Não, não precisava, mas a minha pergunta – eu sabia que, com o meu gesto, me dispunha a que isso acontecesse – foi para o senhor apenas o pretexto para me falar; e eu, sem que tal me custasse,  fiquei ali a olhá-lo e a ouvi-lo. Ele que falasse o que quisesse!…

- “Isto está tão difícil… porque vive uma pessoa assim até à minha idade?…” E a conversa foi fluindo; admiravelmente com uma dignidade exemplar! “Porque cheguei eu a esta idade assim?… Sabe, senhor, eu não sabia porquê, mas agora já sei… Os homens na minha família morrem todos muito cedo… o meu pai morreu com 53 anos, o meu tio com quarenta e tal… só as mulheres chegam aos 85, aos 87 anos… Eu, se não houver nada antes, vou chegar aos 85 em novembro… E eu não sabia porquê… A vida está tão difícil, e eu estou tão fraco!… Eu perguntava-me muitas vezes «O que quer Deus ainda mais de mim?» Agora já sei, senhor… A minha mulher teve, durante muitos anos, uma grande depressão, andou anos num psiquiatra; depois disso veio o parkinson, passou para um neurologista, a seguir veio um acidente vascular cerebral… as reformas são o que são, tanto que nos têm tirado!… Andei a pagar um euro por dia para alugar a cadeira de rodas para a minha mulher, até que comprei uma cadeira de rodas só para ela… as sessões de fisioterapia andei a pagá-las a 50 euros cada uma, eram 500 euros por mês… depois, como não aguentava, e ela estava um bocadinho melhor, reduzimos o número de sessões mas ainda continuava a pagar 300 euros por mês… e tudo sem ajudas, sem a Segurança Social pagar nada!… Depois disseram-me para ir pedir ajuda social…Ó senhor, eu fui, mas para quê?… E tive de parar… A certa altura, da igreja só lá iam a casa por causa da roupa, era só para lavar a roupa, e todos os meses aumentava o preço!… Só para lavar a roupa, e já ia nos 60 euros por mês… Que faço eu, senhor?… A minha filha reformou-se como professora e a situação dela é cada vez pior com o que agora lhe vêm buscar à reforma. Estamos aqui em casa dela, se fosse na nossa casa, era mais difícil ter as consultas de fisioterapia e as outras coisas… Fui torneiro-mecânico e fazia as escalas de trabalho… dei o que pude no meu trabalho… Porque não me levou Deus como levou o meu pai, o meu tio e os outros homens da família? Agora já percebi porque ele quis que eu ficasse mais tempo que eles, a minha mulher precisa de mim… mas que vida é esta em que andamos, para quê fazer o que fazemos na vida, sempre a dar tudo o que temos?… Temos mesmo de acabar assim?…"

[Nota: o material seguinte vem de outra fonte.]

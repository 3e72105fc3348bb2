// Error types for upstream access
use thiserror::Error;

/// Errors produced while talking to the upstream record store.
#[derive(Error, Debug)]
pub enum ClientError {
    /// Transport-level failure: connection, TLS, timeout.
    #[error("upstream transport error: {0}")]
    Http(#[from] reqwest::Error),

    /// The upstream answered with a non-success status.
    #[error("upstream api error (status {status}): {message}")]
    Api { status: u16, message: String },

    /// The upstream answered 2xx but the body did not match the wire format.
    #[error("failed to decode upstream response: {0}")]
    Decode(#[from] serde_json::Error),
}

Falou-me sempre com muita firmeza e não se deixou abater pelas emoções, olhando-me frontalmente, por detrás dos óculos de velho. Os olhos mostravam sinais da vida que tão dramaticamente me resumiu. Pediu-me desculpa pelo tempo que me tinha tomado e agradeceu-me com renovado sorriso, também este, admiravelmente sereno.

Tentei também continuar a sorrir-lhe,  com muita ternura, e fiz-lhe outro gesto de carinho no braço direito. Ambos largámos a porta que ele segurava pelo lado de dentro e eu pelo lado de fora; a porta fechou-se brutalmente entre nós, separando-nos definitivamente. Olhámos ainda mais uma vez um para o outro e dissemos adeus com a mão. Fiquei a ver o senhor a virar-se lentamente, na direcção dos elevadores, arrastando os pés, curvado sobre a bengala na mão direita e a pasta azul na mão esquerda. Junto ao cotovelo, eram ainda visíveis no braço as marcas do esforço feito sobre o corrimão a subir os degraus.

Hoje não podia evitar o que senti e pensei a seguir: odiei com muita força os passos coelhos, os paulos portas, os antónios josés seguros, os durãos (sim, não são durões)  barrosos, os josés sócrates,  e toda essa corja de gente indigna!